Simple academic success just isn’t enough to satisfy Ben, Virgil, Daric and Han, though. The four young men soon learn that they are practically bulletproof in regards to “breaking the rules.” They start simply, by writing out cheat sheets that can be sold to their fellow students for a hefty cost. From there, the friends expand into heavier crimes such as drug dealing and theft. Money is rolling in and nothing is out of reach, but oddly enough, the cash isn’t even the object. It’s all about the thrill.

Watching these obviously bright kids spiral further and further out of control is sickeningly fascinating, probably mainly because the cast is so winning. Rather than making this film a big Hollywood production with big marquee names, the players are mostly unknowns. This fact is all the more impressive in light of the fact that the actors in this film are consistently engaging and capable. Since the plot is primarily driven by Ben’s narration, it is crucial that he be played by a performer with a strong degree of talent. Parry Shen, who very strongly looks the part, is actually a 30-year-old veteran of the industry, though none of his roles have been universally recognizable. While it would be easy for this character to become unsympathetic as he brashly descends into criminal life, Shen keeps Ben grounded in the attributes that make him so likable - he’s an ingenious young man who just can’t help but be swept up in this exciting new world.

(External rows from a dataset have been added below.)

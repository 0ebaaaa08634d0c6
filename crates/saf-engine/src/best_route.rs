//! Best-route baseline strategy and strategy selection
//!
//! [`BestRouteStrategy`] always forwards on the cheapest next hop that has
//! not been tried yet. It keeps no statistics and is meant as a baseline
//! next to [`SafStrategy`]. [`StrategyKind`] picks one of the two at
//! router-configuration time.

use std::fmt;
use std::str::FromStr;
use std::sync::Arc;

use serde::{Deserialize, Serialize};
use tracing::trace;

use saf_core::{
    ConfigError, Delivery, FaceId, ForwardingStrategy, InterestContext, RouterContext,
    StrategyAction,
};

use crate::engine::ForwardingEngine;
use crate::strategy::SafStrategy;

/// Strategy name used in logs and configuration
pub const BEST_ROUTE_STRATEGY_NAME: &str = "best-route";

/// Deterministic lowest-cost forwarding
pub struct BestRouteStrategy<R: RouterContext> {
    router: Arc<R>,
}

impl<R: RouterContext> BestRouteStrategy<R> {
    pub fn new(router: Arc<R>) -> Self {
        Self { router }
    }
}

impl<R: RouterContext> ForwardingStrategy for BestRouteStrategy<R> {
    fn name(&self) -> &'static str {
        BEST_ROUTE_STRATEGY_NAME
    }

    fn after_receive_interest(&self, ctx: &InterestContext) -> StrategyAction {
        let tried: &[FaceId] = if ctx.is_nack { &ctx.out_faces } else { &[] };

        let mut hops = self.router.longest_prefix_match(&ctx.name);
        hops.sort_by_key(|hop| (hop.cost, hop.face));

        let next = hops.iter().map(|hop| hop.face).find(|&face| {
            !face.is_drop()
                && !tried.contains(&face)
                && !(ctx.in_faces.contains(&face) && !self.router.face_is_local(face))
        });

        match next {
            Some(face) => {
                trace!(name = %ctx.name, face = %face, "Best route");
                StrategyAction::Forward(face)
            }
            None => StrategyAction::Reject,
        }
    }

    fn before_satisfy_interest(&self, _ctx: &InterestContext, _in_face: FaceId, _delivery: &Delivery) {}

    fn before_expire_interest(&self, _ctx: &InterestContext) {}

    fn add_face(&self, _face: FaceId) {}

    fn remove_face(&self, _face: FaceId) {}
}

/// Forwarding strategy chosen at router-configuration time
#[derive(Debug, Clone, Copy, PartialEq, Eq, Default, Serialize, Deserialize)]
#[serde(rename_all = "kebab-case")]
pub enum StrategyKind {
    /// Adaptive multipath forwarding
    #[default]
    Saf,
    /// Lowest-cost next hop
    BestRoute,
}

impl StrategyKind {
    /// Instantiate the strategy on top of `engine`
    pub fn build<R>(self, engine: Arc<ForwardingEngine<R>>) -> Box<dyn ForwardingStrategy>
    where
        R: RouterContext + 'static,
    {
        match self {
            Self::Saf => Box::new(SafStrategy::new(engine)),
            Self::BestRoute => Box::new(BestRouteStrategy::new(Arc::clone(engine.router()))),
        }
    }
}

impl fmt::Display for StrategyKind {
    fn fmt(&self, f: &mut fmt::Formatter<'_>) -> fmt::Result {
        match self {
            Self::Saf => write!(f, "saf"),
            Self::BestRoute => write!(f, "{}", BEST_ROUTE_STRATEGY_NAME),
        }
    }
}

impl FromStr for StrategyKind {
    type Err = ConfigError;

    fn from_str(s: &str) -> Result<Self, Self::Err> {
        match s {
            "saf" => Ok(Self::Saf),
            "best-route" => Ok(Self::BestRoute),
            other => Err(ConfigError::UnknownParameter(other.to_string())),
        }
    }
}

#[cfg(test)]
mod tests {
    use saf_core::{Name, NextHop, StaticRouter};

    use super::*;
    use crate::config::EngineConfig;

    fn setup() -> (Arc<StaticRouter>, [FaceId; 3]) {
        let router = Arc::new(StaticRouter::new());
        let consumer = router.add_face(1, None);
        let near = router.add_face(2, None);
        let far = router.add_face(3, None);
        router.set_route(
            "/p",
            vec![NextHop::new(far, 5), NextHop::new(near, 1), NextHop::new(consumer, 0)],
        )
        .unwrap();
        (router, [consumer, near, far])
    }

    #[test]
    fn test_picks_cheapest_untried_hop() {
        let (router, [consumer, near, far]) = setup();
        let strategy = BestRouteStrategy::new(router);
        let name = Name::parse("/p/1").unwrap();

        let ctx = InterestContext::new(name.clone(), consumer);
        assert_eq!(strategy.after_receive_interest(&ctx), StrategyAction::Forward(near));

        let nack = InterestContext::new(name.clone(), near)
            .as_nack()
            .with_in_faces(vec![consumer])
            .with_out_faces(vec![near]);
        assert_eq!(strategy.after_receive_interest(&nack), StrategyAction::Forward(far));

        let exhausted = nack.with_out_faces(vec![near, far]);
        assert_eq!(strategy.after_receive_interest(&exhausted), StrategyAction::Reject);
    }

    #[test]
    fn test_kind_parsing_and_build() {
        assert_eq!("saf".parse::<StrategyKind>(), Ok(StrategyKind::Saf));
        assert_eq!("best-route".parse::<StrategyKind>(), Ok(StrategyKind::BestRoute));
        assert!("ncc".parse::<StrategyKind>().is_err());
        assert_eq!(StrategyKind::BestRoute.to_string(), "best-route");

        let (router, _) = setup();
        let engine = Arc::new(ForwardingEngine::new(router, EngineConfig::default()).unwrap());
        assert_eq!(StrategyKind::Saf.build(Arc::clone(&engine)).name(), "saf");
        assert_eq!(StrategyKind::BestRoute.build(engine).name(), "best-route");
    }

    #[test]
    fn test_kind_serde() {
        let json = serde_json::to_string(&StrategyKind::BestRoute).unwrap();
        assert_eq!(json, "\"best-route\"");
        let kind: StrategyKind = serde_json::from_str("\"saf\"").unwrap();
        assert_eq!(kind, StrategyKind::Saf);
    }
}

Jason J. Tobin’s Virgil is likewise played to near perfection. He’s far less easy to like, partially because he’s somewhat insane and almost totally annoying. Virgil is so far over the line that it’s almost possible to empathize with Han (Sung Kang) when he beats his friend mercilessly as payback for a stupid mistake.

Rounding out the cast are Roger Fan as Daric, John Cho (one of the MILF guys from the American Pie films) as Steve, and newcomer Karin Anna Cheung in the role of Stephanie. All three of the performers are up to the task; Fan is very convincing as the somewhat smarmy and too-smart-for-his-own-good newspaper editor, while Cho is deliciously ambiguous as he’s a personable golden boy who still manages to be detestable. Cheung makes the most of her debut; the audience is able to rather promptly determine that there’s a lot more to her than meets the eye.

Director Justin Lin uses a clever technique to propel the narrative, evoking various themes in the process. As part of his goal to achieve a perfect Verbal score on the SAT, Ben memorizes words and their definitions, repeating them throughout the day. To separate the film into little sections, the word appears onscreen with its definition, establishing the motif for that portion of the story.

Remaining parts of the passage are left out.